The government too has been forced to dig deep. During the 2023 outbreak, Tk 4 billion was spent on dengue treatment-roughly Tk 50,000 per patient-borne mostly by public hospitals. That figure represents only the tip of the iceberg. The indirect economic losses-patients unable to work, caregivers absent from jobs, businesses disrupted-remain far harder to quantify but no less significant. Productivity dips ripple across industries, schools suffer attendance slumps, and in some cases, lives are cut short before their prime working years. Health economists warn that these premature deaths and prolonged illnesses carry a cost that stretches far beyond the hospital bill.

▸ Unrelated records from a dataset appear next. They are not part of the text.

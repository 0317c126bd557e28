//! Tracing initialization with environment variable support
//!
//! Environment variables (in priority order):
//! - `RUST_LOG`: Standard Rust log filter (takes precedence over all)
//! - `LOG_LEVEL`: Set log level (trace, debug, info, warn, error)
//! - `LOG_FORMAT`: Output format (json, pretty)

use tracing_subscriber::{fmt, layer::SubscriberExt, util::SubscriberInitExt, EnvFilter};

#[derive(Debug, Clone, Copy, PartialEq, Eq)]
enum LogFormat {
    Json,
    Pretty,
}

pub fn initialize() {
    let log_level = std::env::var("LOG_LEVEL")
        .ok()
        .and_then(|l| l.parse().ok())
        .unwrap_or(tracing::Level::WARN);

    // RUST_LOG takes precedence over LOG_LEVEL
    let env_filter = EnvFilter::from_default_env().add_directive(log_level.into());

    let format = std::env::var("LOG_FORMAT")
        .ok()
        .and_then(|f| match f.to_lowercase().as_str() {
            "json" => Some(LogFormat::Json),
            "pretty" | "human" => Some(LogFormat::Pretty),
            _ => None,
        })
        .unwrap_or(LogFormat::Pretty);

    // Always write to stderr to keep stdout clean for the summary
    match format {
        LogFormat::Json => {
            tracing_subscriber::registry()
                .with(env_filter)
                .with(fmt::layer().json().with_writer(std::io::stderr))
                .init();
        }
        LogFormat::Pretty => {
            tracing_subscriber::registry()
                .with(env_filter)
                .with(fmt::layer().with_writer(std::io::stderr))
                .init();
        }
    }
}
//! Integration tests for the remeta binary

use assert_cmd::Command;
use predicates::prelude::*;
use std::fs;
use std::path::PathBuf;
use tempfile::TempDir;

fn remeta_cmd() -> Command {
    Command::cargo_bin("remeta").expect("remeta binary builds")
}

fn write_page(dir: &TempDir, name: &str, content: &str) -> PathBuf {
    let path = dir.path().join(name);
    fs::write(&path, content).unwrap();
    path
}

const SWAPPABLE_PAGE: &str = "\
<html>
<meta name=\"description\" content=\"PLACEHOLDER\">
<META NAME=\"DESCRIPTION\" CONTENT=\"Adding a publication\">
</html>
";

const PLAIN_PAGE: &str = "\
<html>
<body>nothing to do</body>
</html>
";

#[test]
fn test_no_paths_is_a_usage_error() {
    remeta_cmd()
        .assert()
        .failure()
        .stderr(predicate::str::contains("Usage"));
}

#[test]
fn test_single_file_swap() {
    let dir = TempDir::new().unwrap();
    let path = write_page(&dir, "page.html", SWAPPABLE_PAGE);

    remeta_cmd()
        .arg(&path)
        .assert()
        .success()
        .stdout(predicate::str::contains("relocated"))
        .stdout(predicate::str::contains("1 of 1 files updated"));

    let rewritten = fs::read_to_string(&path).unwrap();
    assert!(rewritten.contains("<META NAME=\"DESCRIPTION\" CONTENT=\"Adding a publication\">"));
    assert!(!rewritten.contains("PLACEHOLDER"));
}

#[test]
fn test_batch_summary_counts_updated_files() {
    let dir = TempDir::new().unwrap();
    let first = write_page(&dir, "a.html", PLAIN_PAGE);
    let second = write_page(&dir, "b.html", SWAPPABLE_PAGE);
    let third = write_page(&dir, "c.html", PLAIN_PAGE);

    remeta_cmd()
        .args([&first, &second, &third])
        .assert()
        .success()
        .stdout(predicate::str::contains("unchanged"))
        .stdout(predicate::str::contains("1 of 3 files updated"));

    assert_eq!(fs::read_to_string(&first).unwrap(), PLAIN_PAGE);
    assert_eq!(fs::read_to_string(&third).unwrap(), PLAIN_PAGE);
}

#[test]
fn test_missing_file_fails_and_spares_later_files() {
    let dir = TempDir::new().unwrap();
    let missing = dir.path().join("gone.html");
    let after = write_page(&dir, "after.html", SWAPPABLE_PAGE);

    remeta_cmd()
        .args([&missing, &after])
        .assert()
        .failure()
        .stderr(predicate::str::contains("gone.html"));

    assert_eq!(fs::read_to_string(&after).unwrap(), SWAPPABLE_PAGE);
}

#[test]
fn test_quiet_suppresses_summary() {
    let dir = TempDir::new().unwrap();
    let path = write_page(&dir, "page.html", SWAPPABLE_PAGE);

    remeta_cmd()
        .arg("--quiet")
        .arg(&path)
        .assert()
        .success()
        .stdout(predicate::str::is_empty());
}

#[test]
fn test_description_only_leaves_charset_alone() {
    let page = "\
<html>
<meta http-equiv=\"Content-Type\" content=\"text/html; charset=ISO-8859-1\">
</html>
";
    let dir = TempDir::new().unwrap();
    let path = write_page(&dir, "charset.html", page);

    remeta_cmd()
        .arg("--description-only")
        .arg(&path)
        .assert()
        .success();

    assert_eq!(fs::read_to_string(&path).unwrap(), page);
}

#[test]
fn test_summary_pads_labels_before_coloring() {
    let page = "\
<html>
<meta http-equiv=\"Content-Type\" content=\"text/html; charset=ISO-8859-1\">
</html>
";
    let dir = TempDir::new().unwrap();
    let path = write_page(&dir, "charset.html", page);

    // With colors forced on, the column padding must sit inside the escape
    // sequence; padding applied to the colored string would count escape
    // bytes toward the width and drop the alignment spaces entirely.
    remeta_cmd()
        .env("CLICOLOR_FORCE", "1")
        .arg(&path)
        .assert()
        .success()
        .stdout(predicate::str::contains("\u{1b}[36m  charset\u{1b}[0m"));
}

#[test]
fn test_default_mode_normalizes_charset() {
    let page = "\
<html>
<meta http-equiv=\"Content-Type\" content=\"text/html; charset=ISO-8859-1\">
</html>
";
    let dir = TempDir::new().unwrap();
    let path = write_page(&dir, "charset.html", page);

    remeta_cmd().arg(&path).assert().success();

    assert_eq!(
        fs::read_to_string(&path).unwrap(),
        "<html>\n<meta http-equiv=\"Content-Type\" content=\"text/html; charset=utf-8\">\n</html>\n"
    );
}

Yet the imbalance in government priorities is glaring. While billions are poured into treatment every year, preventive measures remain fragmented and underfunded. In 2018-19, Dhaka's two city corporations spent Tk 260 million and Tk 250 million respectively on mosquito eradication. But these efforts were disorganised and failed to keep pace with the scale of the outbreak. The World Health Organisation has repeatedly flagged this problem that without sustained, coordinated investment in vector control, public awareness, and early interventions, Bangladesh will remain trapped in a cycle of reaction rather than prevention.
The economic crisis is not limited to households or hospitals. Dengue undermines national resilience. As patients languish at home or in overcrowded wards, the workforce shrinks. Caregivers-often women-are pulled out of jobs, further weakening household income streams. Rising healthcare costs fuel public dissatisfaction, while global headlines about deadly outbreaks deter tourism and foreign investment. Dengue, once considered a tropical inconvenience, is now an obstacle to economic growth.
Climate change adds yet another layer of complexity. Hotter temperatures, longer rainy seasons, and increased humidity have created near-perfect breeding conditions for mosquitoes. Outbreaks are no longer confined to Dhaka and Chattogram but are now spread across all 64 districts. Rural areas, with their fragile healthcare systems, face the double burden of inadequate treatment capacity and spiraling costs of care. In these communities, the economic consequences are compounded: children miss school, workers lose daily wages, and families slip further down the ladder of economic mobility.
What, then, is the way forward? The answer lies in rebalancing the response. Dengue should not only be seen as a public health emergency but also as an economic crisis. Expanding healthcare infrastructure beyond urban centers can cut down on costly delays in treatment. Strengthening financial protection mechanisms-through subsidies or health insurance-would help shield vulnerable families from catastrophic spending. During epidemic peaks, private hospitals must step up, offering low-cost or even free treatment, much like the collective response seen during COVID-19. At the same time, investments in vector control and climate adaptation must no longer be afterthoughts in budget allocations.
The stakes are high. Without change, Bangladesh risks sleepwalking into a future where dengue drains not only lives but also livelihoods, year after year. The virus does not wait for budgets or bureaucracies.
Bangladesh has shown resilience before, whether in recovering from cyclones or mobilising against pandemics. It can do so again. But only if we stop seeing dengue as a seasonal inconvenience and recognise it for what it has become: a slow-burn economic emergency that is robbing families of stability and the nation of its strength. The time to act is not when hospitals overflow; it is now, before the next outbreak hits harder and costs more than we can afford.